For He says, That ye may become like your Father which is in Heaven
St John replies to those who claim they simply cannot bring themselves to love their enemies (which is a rejection of God's grace):
But how, says one, is it possible for this to take place? Having seen God become man, and descend so far, and suffer so much for your sake, do you still inquire and doubt, how it is possible to forgive your fellow-servants their injuriousness?

Do you not hear Him on the cross, saying, Forgive them, for they know not what they do? Do you not hear Paul, when he says, He who is gone up on high, and is sitting on the right hand intercedes for us?

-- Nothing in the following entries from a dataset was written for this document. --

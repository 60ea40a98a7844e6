// ============================================================================
// EDIT ERRORS — failure taxonomy and user-facing messages
// ============================================================================

use std::fmt;

use thiserror::Error;

use super::transport::TransportError;
use crate::components::tools::ToolId;
use crate::ops::CompositeError;

#[derive(Clone, Copy, Debug, PartialEq, Eq)]
pub enum MissingInput {
    /// No current artifact to edit.
    Image,
    Mask,
    Prompt,
    /// Second image (face source, texture).
    SourceImage,
}

impl fmt::Display for MissingInput {
    fn fmt(&self, f: &mut fmt::Formatter<'_>) -> fmt::Result {
        f.write_str(match self {
            MissingInput::Image => "image",
            MissingInput::Mask => "mask",
            MissingInput::Prompt => "prompt",
            MissingInput::SourceImage => "source image",
        })
    }
}

/// What a transport failure means for the user.
#[derive(Clone, Copy, Debug, PartialEq, Eq)]
pub enum TransportErrorKind {
    Auth,
    Billing,
    Quota,
    Safety,
    ModelNotFound,
    EntityNotFound,
    Timeout,
    InvalidArgument,
    Server,
    Network,
    Unknown,
}

impl TransportErrorKind {
    fn message_key(self) -> Option<&'static str> {
        Some(match self {
            TransportErrorKind::Auth => "error.auth",
            TransportErrorKind::Billing => "error.billing",
            TransportErrorKind::Quota => "error.quota",
            TransportErrorKind::Safety => "error.safety",
            TransportErrorKind::ModelNotFound => "error.model_not_found",
            TransportErrorKind::EntityNotFound => "error.entity_not_found",
            TransportErrorKind::Timeout => "error.timeout",
            TransportErrorKind::InvalidArgument => "error.invalid_argument",
            TransportErrorKind::Server => "error.server",
            TransportErrorKind::Network => "error.network",
            TransportErrorKind::Unknown => return None,
        })
    }
}

#[derive(Debug, Error)]
pub enum EditError {
    #[error("missing required {0}")]
    MissingInput(MissingInput),
    #[error("blocked by safety policy: {0}")]
    BlockedByPolicy(String),
    #[error("the model returned an empty response")]
    EmptyResponse,
    #[error("the model returned no usable content")]
    NoUsableContent,
    #[error("the model answered with text instead of an image: {0}")]
    UnexpectedTextResponse(String),
    #[error("{kind:?} error: {detail}")]
    Transport { kind: TransportErrorKind, detail: String },
    #[error("compositing failed: {0}")]
    Compositing(#[from] CompositeError),
    #[error("{0} is already running")]
    Busy(ToolId),
    #[error("history moved while the operation was running")]
    Conflict,
    #[error("operation cancelled")]
    Cancelled,
    #[error("there is no preview to accept")]
    NoPreview,
    #[error("invalid parameter: {0}")]
    InvalidParameter(String),
}

impl EditError {
    pub fn transport(kind: TransportErrorKind, detail: impl Into<String>) -> Self {
        EditError::Transport {
            kind,
            detail: detail.into(),
        }
    }

    /// Classify a raw error message the way the endpoint words its failures.
    pub fn from_message(message: &str) -> Self {
        EditError::transport(classify(message), message)
    }

    /// The single localized line shown to the user.
    pub fn user_message(&self) -> String {
        match self {
            EditError::MissingInput(MissingInput::Image) => t!("error.missing_image"),
            EditError::MissingInput(MissingInput::Mask) => t!("error.missing_mask"),
            EditError::MissingInput(MissingInput::Prompt) => t!("error.missing_prompt"),
            EditError::MissingInput(MissingInput::SourceImage) => t!("error.missing_source"),
            EditError::BlockedByPolicy(reason) => t!("error.blocked", reason = reason),
            EditError::EmptyResponse => t!("error.empty_response"),
            EditError::NoUsableContent => t!("error.no_content"),
            EditError::UnexpectedTextResponse(text) => t!("error.text_response", text = text),
            EditError::Transport { kind, detail } => match kind.message_key() {
                Some(key) => t!(key),
                None => t!("error.unexpected", detail = detail),
            },
            EditError::Compositing(e) => t!("error.compositing", detail = e),
            EditError::Busy(tool) => t!("error.busy", tool = tool.label()),
            EditError::Conflict => t!("error.conflict"),
            EditError::Cancelled => t!("error.cancelled"),
            EditError::NoPreview => t!("error.no_preview"),
            EditError::InvalidParameter(detail) => t!("error.invalid_parameter", detail = detail),
        }
    }
}

/// Map an error message to a kind by the markers the API and SDK put in it.
/// First match wins.
pub fn classify(message: &str) -> TransportErrorKind {
    let m = message.to_lowercase();
    let has = |needle: &str| m.contains(needle);

    if has("api_key_invalid") || has("permission_denied") {
        TransportErrorKind::Auth
    } else if has("billing not enabled") {
        TransportErrorKind::Billing
    } else if has("quota") || has("resource_exhausted") || has("rate limit") {
        TransportErrorKind::Quota
    } else if has("[safety]") || has("blocked") {
        TransportErrorKind::Safety
    } else if has("model_not_found") {
        TransportErrorKind::ModelNotFound
    } else if has("requested entity was not found") {
        TransportErrorKind::EntityNotFound
    } else if has("deadline_exceeded") || has("timed out") {
        TransportErrorKind::Timeout
    } else if has("invalid_argument") {
        TransportErrorKind::InvalidArgument
    } else if has("server error") || has("internal error") || has("500") || has("503") {
        TransportErrorKind::Server
    } else {
        TransportErrorKind::Unknown
    }
}

/// Fallback when the message carries no marker.
fn kind_for_status(status: u16) -> TransportErrorKind {
    match status {
        401 | 403 => TransportErrorKind::Auth,
        404 => TransportErrorKind::EntityNotFound,
        408 | 504 => TransportErrorKind::Timeout,
        400 => TransportErrorKind::InvalidArgument,
        429 => TransportErrorKind::Quota,
        500..=599 => TransportErrorKind::Server,
        _ => TransportErrorKind::Unknown,
    }
}

impl From<TransportError> for EditError {
    fn from(err: TransportError) -> Self {
        let detail = err.to_string();
        let kind = match &err {
            TransportError::Timeout => TransportErrorKind::Timeout,
            TransportError::MissingCredentials => TransportErrorKind::Auth,
            TransportError::Status { status, message } => match classify(message) {
                TransportErrorKind::Unknown => kind_for_status(*status),
                kind => kind,
            },
            TransportError::Network(message) => match classify(message) {
                TransportErrorKind::Unknown => TransportErrorKind::Network,
                kind => kind,
            },
            TransportError::Decode(_) | TransportError::Unsupported(_) => TransportErrorKind::Unknown,
        };
        EditError::Transport { kind, detail }
    }
}

#[cfg(test)]
mod tests {
    use super::*;

    #[test]
    fn classification_follows_marker_order() {
        use TransportErrorKind::*;
        let cases = [
            ("INVALID_ARGUMENT: API key not valid.: API_KEY_INVALID", Auth),
            ("PERMISSION_DENIED: caller lacks access", Auth),
            ("Billing not enabled for this project", Billing),
            ("RESOURCE_EXHAUSTED: Quota exceeded", Quota),
            ("Rate limit reached", Quota),
            ("[SAFETY] content was blocked", Safety),
            ("models/foo MODEL_NOT_FOUND", ModelNotFound),
            ("Requested entity was not found.", EntityNotFound),
            ("DEADLINE_EXCEEDED", Timeout),
            ("The operation timed out", Timeout),
            ("INVALID_ARGUMENT: bad mime", InvalidArgument),
            ("HTTP 503: unavailable", Server),
            ("Internal error encountered.", Server),
            ("something odd", Unknown),
        ];
        for (msg, kind) in cases {
            assert_eq!(classify(msg), kind, "{msg}");
        }
    }

    #[test]
    fn transport_errors_fall_back_to_status() {
        let e = EditError::from(TransportError::Status {
            status: 429,
            message: "slow down".into(),
        });
        assert!(matches!(e, EditError::Transport { kind: TransportErrorKind::Quota, .. }));

        let e = EditError::from(TransportError::Status {
            status: 400,
            message: "RESOURCE_EXHAUSTED".into(),
        });
        assert!(matches!(e, EditError::Transport { kind: TransportErrorKind::Quota, .. }));

        let e = EditError::from(TransportError::Timeout);
        assert!(matches!(e, EditError::Transport { kind: TransportErrorKind::Timeout, .. }));

        let e = EditError::from(TransportError::Network("connection refused".into()));
        assert!(matches!(e, EditError::Transport { kind: TransportErrorKind::Network, .. }));
    }

    #[test]
    fn every_error_has_a_translated_message() {
        crate::i18n::set_language("en");
        let errors = [
            EditError::MissingInput(MissingInput::Image),
            EditError::MissingInput(MissingInput::Mask),
            EditError::MissingInput(MissingInput::Prompt),
            EditError::MissingInput(MissingInput::SourceImage),
            EditError::BlockedByPolicy("SAFETY".into()),
            EditError::EmptyResponse,
            EditError::NoUsableContent,
            EditError::UnexpectedTextResponse("I cannot".into()),
            EditError::transport(TransportErrorKind::Quota, "q"),
            EditError::transport(TransportErrorKind::Network, "n"),
            EditError::Busy(ToolId::Upscale),
            EditError::Conflict,
            EditError::Cancelled,
            EditError::NoPreview,
            EditError::InvalidParameter("factor".into()),
        ];
        for e in errors {
            let msg = e.user_message();
            assert!(!msg.starts_with("error."), "untranslated: {msg}");
            assert!(!msg.contains('{'), "unfilled placeholder: {msg}");
        }
        assert!(EditError::UnexpectedTextResponse("try again".into()).user_message().contains("try again"));
        assert!(EditError::transport(TransportErrorKind::Unknown, "weird").user_message().contains("weird"));
    }
}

Do you see not that even after the cross, and after He had been received up, He sent the apostles unto the Jews that had slain Him, to bring them His ten thousand blessings, and this, though they were to suffer ten thousand terrors at their hands?

But have you been greatly wronged?

Nay, what have you endured like your Lord, bound, beaten with whips, with rods, spit upon by servants, enduring death, and that death, which is of all deaths the most shameful, after ten thousand favors shown? "

The saint then concludes:

And even if you have been greatly wronged, for this very cause most of all do thou do him good, that you may both make your own crown more glorious, and set your brother free from the worst infirmity.



Those those of us who refuse to love our "enemies", we may not have yet lost the Faith, but we are well on the way to losing it. St. John wrote: "Anyone who hates a brother or sister is a murderer, and you know that no murderer has eternal life residing in him" (1 John 3:15). 

During this Lent we need to forgive our enemies. We will find that abandoning the hatred, the rage, the anger, the bitterness will also bring us the peace that we lack. 

For some of us this will be our last Lent. Let us make good use of the time that God has graced us. Let us give up hate this Lent, and forever give it up! 

5 comments:

John Haggerty said...

*Abandoning the hatred, the rage, the anger, the bitterness* is the long hard march for so many. A long march over a barren terrain with no end in sight. Lent is the desert after all.

This is where the mediation of the Church and the Sacraments saves so many souls from despair and spiritual death. We can only forgive because Jesus Christ makes it possible to forgive.

*What we love we shall grow to resemble,* said Bernard of Clairvaux. If we take our eyes off the Lord's love for us on Cavalry we are lost. *Father, forgive them, for they know not what they do.*

The wound in so many souls can never be fully healed in this world. Who can fail to be daunted by the crosses people have to carry? How often we fail them on their Via Dolorosa!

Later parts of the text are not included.